- DIRECTIONS -
Look through the data below and say how many of its lines contain "ConfigError", adding nothing else.

- DATA FOR REVIEW -
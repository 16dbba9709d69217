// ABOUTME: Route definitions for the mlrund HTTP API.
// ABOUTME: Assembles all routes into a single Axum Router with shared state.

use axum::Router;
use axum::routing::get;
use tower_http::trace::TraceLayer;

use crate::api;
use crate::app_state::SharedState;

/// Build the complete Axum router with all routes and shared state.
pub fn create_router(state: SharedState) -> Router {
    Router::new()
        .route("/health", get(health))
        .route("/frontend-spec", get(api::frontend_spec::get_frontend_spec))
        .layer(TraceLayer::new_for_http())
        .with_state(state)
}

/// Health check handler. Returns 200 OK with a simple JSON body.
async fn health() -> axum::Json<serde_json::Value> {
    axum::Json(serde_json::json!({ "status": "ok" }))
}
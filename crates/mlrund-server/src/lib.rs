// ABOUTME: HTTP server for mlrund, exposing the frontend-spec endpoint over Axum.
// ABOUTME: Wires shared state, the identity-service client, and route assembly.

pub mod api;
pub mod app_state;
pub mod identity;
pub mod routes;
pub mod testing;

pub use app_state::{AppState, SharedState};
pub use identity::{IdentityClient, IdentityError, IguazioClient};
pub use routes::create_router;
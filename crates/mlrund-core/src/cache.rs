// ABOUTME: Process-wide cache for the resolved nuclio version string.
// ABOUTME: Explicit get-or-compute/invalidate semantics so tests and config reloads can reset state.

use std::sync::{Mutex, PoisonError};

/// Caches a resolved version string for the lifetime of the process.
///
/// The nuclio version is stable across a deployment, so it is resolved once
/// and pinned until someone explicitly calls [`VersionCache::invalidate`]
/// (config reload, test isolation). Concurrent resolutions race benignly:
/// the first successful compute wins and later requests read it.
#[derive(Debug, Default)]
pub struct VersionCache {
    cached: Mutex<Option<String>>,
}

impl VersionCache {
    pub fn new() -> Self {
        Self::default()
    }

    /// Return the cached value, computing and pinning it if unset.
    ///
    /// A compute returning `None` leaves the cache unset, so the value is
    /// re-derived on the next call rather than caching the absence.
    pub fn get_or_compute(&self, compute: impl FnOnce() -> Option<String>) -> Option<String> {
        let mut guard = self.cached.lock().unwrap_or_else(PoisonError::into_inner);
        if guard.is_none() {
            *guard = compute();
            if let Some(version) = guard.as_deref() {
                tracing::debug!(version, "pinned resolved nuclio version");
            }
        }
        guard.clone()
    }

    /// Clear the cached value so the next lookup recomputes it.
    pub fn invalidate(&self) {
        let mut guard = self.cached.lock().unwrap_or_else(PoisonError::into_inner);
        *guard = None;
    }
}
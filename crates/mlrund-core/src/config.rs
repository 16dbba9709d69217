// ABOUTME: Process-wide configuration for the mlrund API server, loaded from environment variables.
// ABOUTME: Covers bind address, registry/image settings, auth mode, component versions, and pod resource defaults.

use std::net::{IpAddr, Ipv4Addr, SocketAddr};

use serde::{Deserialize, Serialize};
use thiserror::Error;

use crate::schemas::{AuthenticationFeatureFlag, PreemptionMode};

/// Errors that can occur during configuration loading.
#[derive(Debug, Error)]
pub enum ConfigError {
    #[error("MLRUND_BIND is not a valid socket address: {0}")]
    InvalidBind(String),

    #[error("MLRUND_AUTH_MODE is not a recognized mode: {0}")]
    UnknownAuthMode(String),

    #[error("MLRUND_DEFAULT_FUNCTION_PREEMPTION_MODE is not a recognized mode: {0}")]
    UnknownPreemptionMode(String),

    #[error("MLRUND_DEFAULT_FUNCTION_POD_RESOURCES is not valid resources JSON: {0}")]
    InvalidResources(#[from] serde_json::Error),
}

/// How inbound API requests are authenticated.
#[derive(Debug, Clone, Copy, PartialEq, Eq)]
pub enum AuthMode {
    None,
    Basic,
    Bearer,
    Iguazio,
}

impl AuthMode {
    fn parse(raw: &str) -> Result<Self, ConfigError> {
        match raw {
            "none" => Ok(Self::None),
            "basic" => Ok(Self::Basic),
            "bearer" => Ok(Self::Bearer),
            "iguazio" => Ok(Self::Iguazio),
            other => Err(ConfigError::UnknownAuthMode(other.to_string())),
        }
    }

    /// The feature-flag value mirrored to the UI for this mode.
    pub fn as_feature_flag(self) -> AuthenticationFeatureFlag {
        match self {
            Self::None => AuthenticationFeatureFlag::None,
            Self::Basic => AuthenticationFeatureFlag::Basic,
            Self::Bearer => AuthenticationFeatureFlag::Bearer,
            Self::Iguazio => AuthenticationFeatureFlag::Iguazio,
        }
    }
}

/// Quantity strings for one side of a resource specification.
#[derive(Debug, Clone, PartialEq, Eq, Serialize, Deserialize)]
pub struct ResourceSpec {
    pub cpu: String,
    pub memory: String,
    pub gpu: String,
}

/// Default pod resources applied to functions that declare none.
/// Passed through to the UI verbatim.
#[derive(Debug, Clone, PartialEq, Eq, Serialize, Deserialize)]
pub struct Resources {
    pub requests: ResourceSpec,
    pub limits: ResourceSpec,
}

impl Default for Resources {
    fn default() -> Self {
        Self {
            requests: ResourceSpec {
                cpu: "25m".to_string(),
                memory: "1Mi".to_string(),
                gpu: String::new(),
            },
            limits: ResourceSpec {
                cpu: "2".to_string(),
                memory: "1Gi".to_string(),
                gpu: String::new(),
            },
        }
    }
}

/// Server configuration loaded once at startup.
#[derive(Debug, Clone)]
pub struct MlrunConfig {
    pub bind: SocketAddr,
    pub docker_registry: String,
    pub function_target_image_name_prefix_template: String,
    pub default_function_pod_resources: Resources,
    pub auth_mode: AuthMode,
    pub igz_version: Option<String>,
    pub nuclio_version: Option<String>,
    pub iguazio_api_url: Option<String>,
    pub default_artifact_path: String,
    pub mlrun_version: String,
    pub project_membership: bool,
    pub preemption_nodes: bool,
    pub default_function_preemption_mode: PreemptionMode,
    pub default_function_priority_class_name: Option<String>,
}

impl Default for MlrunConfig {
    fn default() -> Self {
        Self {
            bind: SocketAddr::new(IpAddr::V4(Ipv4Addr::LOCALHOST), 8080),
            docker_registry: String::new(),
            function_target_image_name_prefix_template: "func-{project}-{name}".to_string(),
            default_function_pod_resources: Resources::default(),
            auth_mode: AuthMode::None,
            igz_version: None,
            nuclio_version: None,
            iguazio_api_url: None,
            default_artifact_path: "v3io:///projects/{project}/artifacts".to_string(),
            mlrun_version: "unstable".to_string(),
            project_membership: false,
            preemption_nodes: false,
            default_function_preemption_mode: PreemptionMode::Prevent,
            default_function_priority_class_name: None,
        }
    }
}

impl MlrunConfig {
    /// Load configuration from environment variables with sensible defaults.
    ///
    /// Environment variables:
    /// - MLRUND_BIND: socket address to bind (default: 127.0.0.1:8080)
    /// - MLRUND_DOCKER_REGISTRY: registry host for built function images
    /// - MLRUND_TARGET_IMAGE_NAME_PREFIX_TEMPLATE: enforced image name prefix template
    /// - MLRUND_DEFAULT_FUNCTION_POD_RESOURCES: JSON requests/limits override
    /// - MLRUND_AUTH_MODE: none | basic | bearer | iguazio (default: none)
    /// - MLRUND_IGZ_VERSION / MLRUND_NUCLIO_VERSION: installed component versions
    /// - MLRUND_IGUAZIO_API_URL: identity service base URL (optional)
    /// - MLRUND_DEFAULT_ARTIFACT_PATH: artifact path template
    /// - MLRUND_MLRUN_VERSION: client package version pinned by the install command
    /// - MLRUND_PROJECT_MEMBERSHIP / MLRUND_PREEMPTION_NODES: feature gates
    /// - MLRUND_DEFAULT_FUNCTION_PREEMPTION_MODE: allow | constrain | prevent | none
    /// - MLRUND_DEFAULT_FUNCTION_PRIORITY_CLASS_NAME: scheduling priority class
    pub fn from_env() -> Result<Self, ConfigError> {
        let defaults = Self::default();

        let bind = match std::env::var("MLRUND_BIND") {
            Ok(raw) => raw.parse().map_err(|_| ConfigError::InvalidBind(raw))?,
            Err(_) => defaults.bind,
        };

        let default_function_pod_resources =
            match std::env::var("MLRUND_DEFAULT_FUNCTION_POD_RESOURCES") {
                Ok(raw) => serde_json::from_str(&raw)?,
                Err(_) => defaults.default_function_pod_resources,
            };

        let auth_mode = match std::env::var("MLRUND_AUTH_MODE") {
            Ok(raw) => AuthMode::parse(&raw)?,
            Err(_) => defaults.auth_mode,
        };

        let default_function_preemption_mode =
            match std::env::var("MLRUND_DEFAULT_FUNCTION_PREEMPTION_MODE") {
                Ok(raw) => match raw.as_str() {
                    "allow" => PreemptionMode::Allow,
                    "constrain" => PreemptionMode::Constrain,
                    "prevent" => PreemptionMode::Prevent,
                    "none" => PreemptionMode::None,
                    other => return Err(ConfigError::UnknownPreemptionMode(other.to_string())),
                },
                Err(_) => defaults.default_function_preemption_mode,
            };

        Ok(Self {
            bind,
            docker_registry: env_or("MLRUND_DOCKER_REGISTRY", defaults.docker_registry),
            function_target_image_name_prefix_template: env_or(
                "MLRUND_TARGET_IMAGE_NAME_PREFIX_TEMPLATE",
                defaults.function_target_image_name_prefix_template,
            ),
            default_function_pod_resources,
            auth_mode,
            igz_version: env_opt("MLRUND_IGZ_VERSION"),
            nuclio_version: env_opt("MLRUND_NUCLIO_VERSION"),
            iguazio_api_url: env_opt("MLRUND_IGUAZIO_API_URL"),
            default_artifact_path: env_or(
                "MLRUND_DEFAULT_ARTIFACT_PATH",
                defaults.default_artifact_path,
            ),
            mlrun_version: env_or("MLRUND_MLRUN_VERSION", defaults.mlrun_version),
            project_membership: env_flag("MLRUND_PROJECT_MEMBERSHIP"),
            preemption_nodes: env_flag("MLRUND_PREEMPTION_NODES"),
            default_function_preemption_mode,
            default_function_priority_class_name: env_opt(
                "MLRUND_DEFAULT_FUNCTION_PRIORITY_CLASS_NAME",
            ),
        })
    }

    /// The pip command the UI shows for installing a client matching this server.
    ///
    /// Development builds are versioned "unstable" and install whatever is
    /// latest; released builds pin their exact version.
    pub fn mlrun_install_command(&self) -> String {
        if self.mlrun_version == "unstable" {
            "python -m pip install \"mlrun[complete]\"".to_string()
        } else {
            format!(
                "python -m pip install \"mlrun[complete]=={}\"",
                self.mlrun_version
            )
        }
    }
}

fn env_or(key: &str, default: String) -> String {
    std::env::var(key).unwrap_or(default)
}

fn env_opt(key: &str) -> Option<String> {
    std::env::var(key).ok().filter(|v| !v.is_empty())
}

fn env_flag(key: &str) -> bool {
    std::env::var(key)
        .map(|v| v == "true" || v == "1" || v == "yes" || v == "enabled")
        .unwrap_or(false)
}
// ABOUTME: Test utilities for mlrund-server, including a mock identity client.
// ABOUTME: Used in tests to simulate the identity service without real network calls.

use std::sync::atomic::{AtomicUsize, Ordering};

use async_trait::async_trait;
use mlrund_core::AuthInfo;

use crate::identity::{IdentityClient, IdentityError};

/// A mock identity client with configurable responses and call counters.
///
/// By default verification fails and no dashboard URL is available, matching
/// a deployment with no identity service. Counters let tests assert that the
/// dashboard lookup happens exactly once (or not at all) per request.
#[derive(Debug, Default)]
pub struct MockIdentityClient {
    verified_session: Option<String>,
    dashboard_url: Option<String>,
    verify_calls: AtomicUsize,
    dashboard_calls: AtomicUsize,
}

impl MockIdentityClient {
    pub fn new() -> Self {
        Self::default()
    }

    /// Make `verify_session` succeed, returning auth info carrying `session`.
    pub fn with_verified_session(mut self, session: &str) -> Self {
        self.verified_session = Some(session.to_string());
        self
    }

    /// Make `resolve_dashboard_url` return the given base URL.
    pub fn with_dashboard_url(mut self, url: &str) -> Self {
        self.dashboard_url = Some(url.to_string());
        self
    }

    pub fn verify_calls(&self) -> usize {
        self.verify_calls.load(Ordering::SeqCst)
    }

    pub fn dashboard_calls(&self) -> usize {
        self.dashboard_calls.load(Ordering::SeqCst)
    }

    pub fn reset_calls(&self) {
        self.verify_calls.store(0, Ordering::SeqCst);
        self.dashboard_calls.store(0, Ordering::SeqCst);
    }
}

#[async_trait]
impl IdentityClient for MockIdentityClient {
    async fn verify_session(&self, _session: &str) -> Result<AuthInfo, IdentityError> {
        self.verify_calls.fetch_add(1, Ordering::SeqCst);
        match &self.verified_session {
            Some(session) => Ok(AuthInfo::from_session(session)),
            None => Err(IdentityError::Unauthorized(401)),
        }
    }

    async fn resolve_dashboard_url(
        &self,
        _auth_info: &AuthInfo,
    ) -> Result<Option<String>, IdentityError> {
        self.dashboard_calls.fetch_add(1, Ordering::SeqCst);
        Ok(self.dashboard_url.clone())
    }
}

- ANSWER TO THIS EXERCISE -
6